Task statement - Write out the listing in full, matching it word for word.

◆ ◆ ◆ ◆ ◆ ◆ ◆

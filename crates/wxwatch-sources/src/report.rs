//! CLI climate product text parsing.
//!
//! The product is a fixed-format text bulletin. The line of interest starts
//! with the word MAXIMUM and carries the day's max temperature and the
//! clock time it was reached; the time token sometimes omits its colon.
//! Parsing is pure string handling, kept free of any I/O so the rules are
//! testable in isolation.

/// Max temperature extracted from a climate product.
#[derive(Debug, Clone, PartialEq, Eq)]
pub struct ClimateReport {
    /// Official daily maximum in whole degrees Fahrenheit.
    pub max_temp_f: i32,
    /// Normalized clock time of the maximum, e.g. "7:36 AM". Absent when
    /// the report line carries no recognizable AM/PM time.
    pub max_time: Option<String>,
}

/// Extract the maximum-temperature line from a CLI climate product.
///
/// Only the first line whose leading token is `MAXIMUM` (case-insensitive)
/// is considered; the word repeats further down in the normals section.
/// The second token must parse as an integer temperature; the third and
/// fourth tokens, when present and ending in AM/PM, give the observation
/// time.
pub fn parse_climate_report(text: &str) -> Option<ClimateReport> {
    let line = text.lines().find(|line| {
        line.split_whitespace()
            .next()
            .is_some_and(|token| token.eq_ignore_ascii_case("MAXIMUM"))
    })?;

    let tokens: Vec<&str> = line.split_whitespace().collect();
    let max_temp_f: i32 = tokens.get(1)?.parse().ok()?;

    let max_time = match (tokens.get(2), tokens.get(3)) {
        (Some(raw), Some(meridiem))
            if meridiem.eq_ignore_ascii_case("AM") || meridiem.eq_ignore_ascii_case("PM") =>
        {
            normalize_clock_time(raw)
                .map(|time| format!("{} {}", time, meridiem.to_ascii_uppercase()))
        }
        _ => None,
    };

    Some(ClimateReport {
        max_temp_f,
        max_time,
    })
}

/// Normalize a report clock token to `H:MM`.
///
/// A token already carrying a colon passes through unchanged; a bare
/// 3-digit run gets the colon after the first digit (`736` -> `7:36`) and a
/// 4-digit run after the second (`1136` -> `11:36`). Anything else is
/// rejected rather than displayed malformed.
pub fn normalize_clock_time(raw: &str) -> Option<String> {
    if let Some((hours, minutes)) = raw.split_once(':') {
        let well_formed = (1..=2).contains(&hours.len())
            && minutes.len() == 2
            && hours.chars().all(|c| c.is_ascii_digit())
            && minutes.chars().all(|c| c.is_ascii_digit());
        return well_formed.then(|| raw.to_string());
    }

    if !raw.chars().all(|c| c.is_ascii_digit()) {
        return None;
    }

    match raw.len() {
        3 => Some(format!("{}:{}", &raw[..1], &raw[1..])),
        4 => Some(format!("{}:{}", &raw[..2], &raw[2..])),
        _ => None,
    }
}

#[cfg(test)]
mod tests {
    use super::*;

    #[test]
    fn test_three_digit_time_gains_colon() {
        let report = parse_climate_report("MAXIMUM 74 736 AM").unwrap();
        assert_eq!(report.max_temp_f, 74);
        assert_eq!(report.max_time.as_deref(), Some("7:36 AM"));
    }

    #[test]
    fn test_four_digit_time_gains_colon() {
        let report = parse_climate_report("MAXIMUM 82 1136 AM").unwrap();
        assert_eq!(report.max_temp_f, 82);
        assert_eq!(report.max_time.as_deref(), Some("11:36 AM"));
    }

    #[test]
    fn test_colon_time_passes_through() {
        let report = parse_climate_report("MAXIMUM 68 1:44 PM").unwrap();
        assert_eq!(report.max_temp_f, 68);
        assert_eq!(report.max_time.as_deref(), Some("1:44 PM"));
    }

    #[test]
    fn test_missing_meridiem_keeps_temp_drops_time() {
        let report = parse_climate_report("MAXIMUM 74 736").unwrap();
        assert_eq!(report.max_temp_f, 74);
        assert_eq!(report.max_time, None);
    }

    #[test]
    fn test_temp_only_line() {
        let report = parse_climate_report("MAXIMUM 74").unwrap();
        assert_eq!(report.max_temp_f, 74);
        assert_eq!(report.max_time, None);
    }

    #[test]
    fn test_first_matching_line_wins() {
        let text = "\
CLIMATE REPORT
TEMPERATURE (F)
MAXIMUM 74 736 AM
MAXIMUM 99 100 PM
";
        let report = parse_climate_report(text).unwrap();
        assert_eq!(report.max_temp_f, 74);
    }

    #[test]
    fn test_leading_token_must_be_maximum() {
        // Lines merely containing the word do not count.
        let text = "\
RECORD MAXIMUM 101 1936
MAXIMUM 74 736 AM
";
        let report = parse_climate_report(text).unwrap();
        assert_eq!(report.max_temp_f, 74);
        assert_eq!(report.max_time.as_deref(), Some("7:36 AM"));
    }

    #[test]
    fn test_case_insensitive_keyword_and_meridiem() {
        let report = parse_climate_report("Maximum 74 736 am").unwrap();
        assert_eq!(report.max_temp_f, 74);
        assert_eq!(report.max_time.as_deref(), Some("7:36 AM"));
    }

    #[test]
    fn test_indented_line_still_matches() {
        let report = parse_climate_report("  MAXIMUM 74 736 AM").unwrap();
        assert_eq!(report.max_temp_f, 74);
    }

    #[test]
    fn test_non_numeric_temp_yields_absent() {
        assert_eq!(parse_climate_report("MAXIMUM MM 736 AM"), None);
    }

    #[test]
    fn test_no_maximum_line_yields_absent() {
        assert_eq!(parse_climate_report("MINIMUM 52 604 AM"), None);
    }

    #[test]
    fn test_normalize_rejects_garbage() {
        assert_eq!(normalize_clock_time("12345"), None);
        assert_eq!(normalize_clock_time("7x36"), None);
        assert_eq!(normalize_clock_time("1:4"), None);
        assert_eq!(normalize_clock_time(""), None);
    }

    #[test]
    fn test_garbage_time_token_drops_time_keeps_temp() {
        let report = parse_climate_report("MAXIMUM 74 12345 AM").unwrap();
        assert_eq!(report.max_temp_f, 74);
        assert_eq!(report.max_time, None);
    }
}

◆ ◆ ◆ ◆ ◆ ◆ ◆

Answer to this problem -
filename crates/wxwatch-sources/src/report.rs
//! CLI climate product text parsing.
//!
//! The product is a fixed-format text bulletin. The line of interest starts
//! with the word MAXIMUM and carries the day's max temperature and the
//! clock time it was reached; the time token sometimes omits its colon.
//! Parsing is pure string handling, kept free of any I/O so the rules are
//! testable in isolation.

/// Max temperature extracted from a climate product.
#[derive(Debug, Clone, PartialEq, Eq)]
pub struct ClimateReport {
    /// Official daily maximum in whole degrees Fahrenheit.
    pub max_temp_f: i32,
    /// Normalized clock time of the maximum, e.g. "7:36 AM". Absent when
    /// the report line carries no recognizable AM/PM time.
    pub max_time: Option<String>,
}

/// Extract the maximum-temperature line from a CLI climate product.
///
/// Only the first line whose leading token is `MAXIMUM` (case-insensitive)
/// is considered; the word repeats further down in the normals section.
/// The second token must parse as an integer temperature; the third and
/// fourth tokens, when present and ending in AM/PM, give the observation
/// time.
pub fn parse_climate_report(text: &str) -> Option<ClimateReport> {
    let line = text.lines().find(|line| {
        line.split_whitespace()
            .next()
            .is_some_and(|token| token.eq_ignore_ascii_case("MAXIMUM"))
    })?;

    let tokens: Vec<&str> = line.split_whitespace().collect();
    let max_temp_f: i32 = tokens.get(1)?.parse().ok()?;

    let max_time = match (tokens.get(2), tokens.get(3)) {
        (Some(raw), Some(meridiem))
            if meridiem.eq_ignore_ascii_case("AM") || meridiem.eq_ignore_ascii_case("PM") =>
        {
            normalize_clock_time(raw)
                .map(|time| format!("{} {}", time, meridiem.to_ascii_uppercase()))
        }
        _ => None,
    };

    Some(ClimateReport {
        max_temp_f,
        max_time,
    })
}

/// Normalize a report clock token to `H:MM`.
///
/// A token already carrying a colon passes through unchanged; a bare
/// 3-digit run gets the colon after the first digit (`736` -> `7:36`) and a
/// 4-digit run after the second (`1136` -> `11:36`). Anything else is
/// rejected rather than displayed malformed.
pub fn normalize_clock_time(raw: &str) -> Option<String> {
    if let Some((hours, minutes)) = raw.split_once(':') {
        let well_formed = (1..=2).contains(&hours.len())
            && minutes.len() == 2
            && hours.chars().all(|c| c.is_ascii_digit())
            && minutes.chars().all(|c| c.is_ascii_digit());
        return well_formed.then(|| raw.to_string());
    }

    if !raw.chars().all(|c| c.is_ascii_digit()) {
        return None;
    }

    match raw.len() {
        3 => Some(format!("{}:{}", &raw[..1], &raw[1..])),
        4 => Some(format!("{}:{}", &raw[..2], &raw[2..])),
        _ => None,
    }
}

#[cfg(test)]
mod tests {
    use super::*;

    #[test]
    fn test_three_digit_time_gains_colon() {
        let report = parse_climate_report("MAXIMUM 74 736 AM").unwrap();
        assert_eq!(report.max_temp_f, 74);
        assert_eq!(report.max_time.as_deref(), Some("7:36 AM"));
    }

    #[test]
    fn test_four_digit_time_gains_colon() {
        let report = parse_climate_report("MAXIMUM 82 1136 AM").unwrap();
        assert_eq!(report.max_temp_f, 82);
        assert_eq!(report.max_time.as_deref(), Some("11:36 AM"));
    }

    #[test]
    fn test_colon_time_passes_through() {
        let report = parse_climate_report("MAXIMUM 68 1:44 PM").unwrap();
        assert_eq!(report.max_temp_f, 68);
        assert_eq!(report.max_time.as_deref(), Some("1:44 PM"));
    }

    #[test]
    fn test_missing_meridiem_keeps_temp_drops_time() {
        let report = parse_climate_report("MAXIMUM 74 736").unwrap();
        assert_eq!(report.max_temp_f, 74);
        assert_eq!(report.max_time, None);
    }

    #[test]
    fn test_temp_only_line() {
        let report = parse_climate_report("MAXIMUM 74").unwrap();
        assert_eq!(report.max_temp_f, 74);
        assert_eq!(report.max_time, None);
    }

    #[test]
    fn test_first_matching_line_wins() {
        let text = "\
CLIMATE REPORT
TEMPERATURE (F)
MAXIMUM 74 736 AM
MAXIMUM 99 100 PM
";
        let report = parse_climate_report(text).unwrap();
        assert_eq!(report.max_temp_f, 74);
    }

    #[test]
    fn test_leading_token_must_be_maximum() {
        // Lines merely containing the word do not count.
        let text = "\
RECORD MAXIMUM 101 1936
MAXIMUM 74 736 AM
";
        let report = parse_climate_report(text).unwrap();
        assert_eq!(report.max_temp_f, 74);
        assert_eq!(report.max_time.as_deref(), Some("7:36 AM"));
    }

    #[test]
    fn test_case_insensitive_keyword_and_meridiem() {
        let report = parse_climate_report("Maximum 74 736 am").unwrap();
        assert_eq!(report.max_temp_f, 74);
        assert_eq!(report.max_time.as_deref(), Some("7:36 AM"));
    }

    #[test]
    fn test_indented_line_still_matches() {
        let report = parse_climate_report("  MAXIMUM 74 736 AM").unwrap();
        assert_eq!(report.max_temp_f, 74);
    }

    #[test]
    fn test_non_numeric_temp_yields_absent() {
        assert_eq!(parse_climate_report("MAXIMUM MM 736 AM"), None);
    }

    #[test]
    fn test_no_maximum_line_yields_absent() {
        assert_eq!(parse_climate_report("MINIMUM 52 604 AM"), None);
    }

    #[test]
    fn test_normalize_rejects_garbage() {
        assert_eq!(normalize_clock_time("12345"), None);
        assert_eq!(normalize_clock_time("7x36"), None);
        assert_eq!(normalize_clock_time("1:4"), None);
        assert_eq!(normalize_clock_time(""), None);
    }

    #[test]
    fn test_garbage_time_token_drops_time_keeps_temp() {
        let report = parse_climate_report("MAXIMUM 74 12345 AM").unwrap();
        assert_eq!(report.max_temp_f, 74);
        assert_eq!(report.max_time, None);
    }
}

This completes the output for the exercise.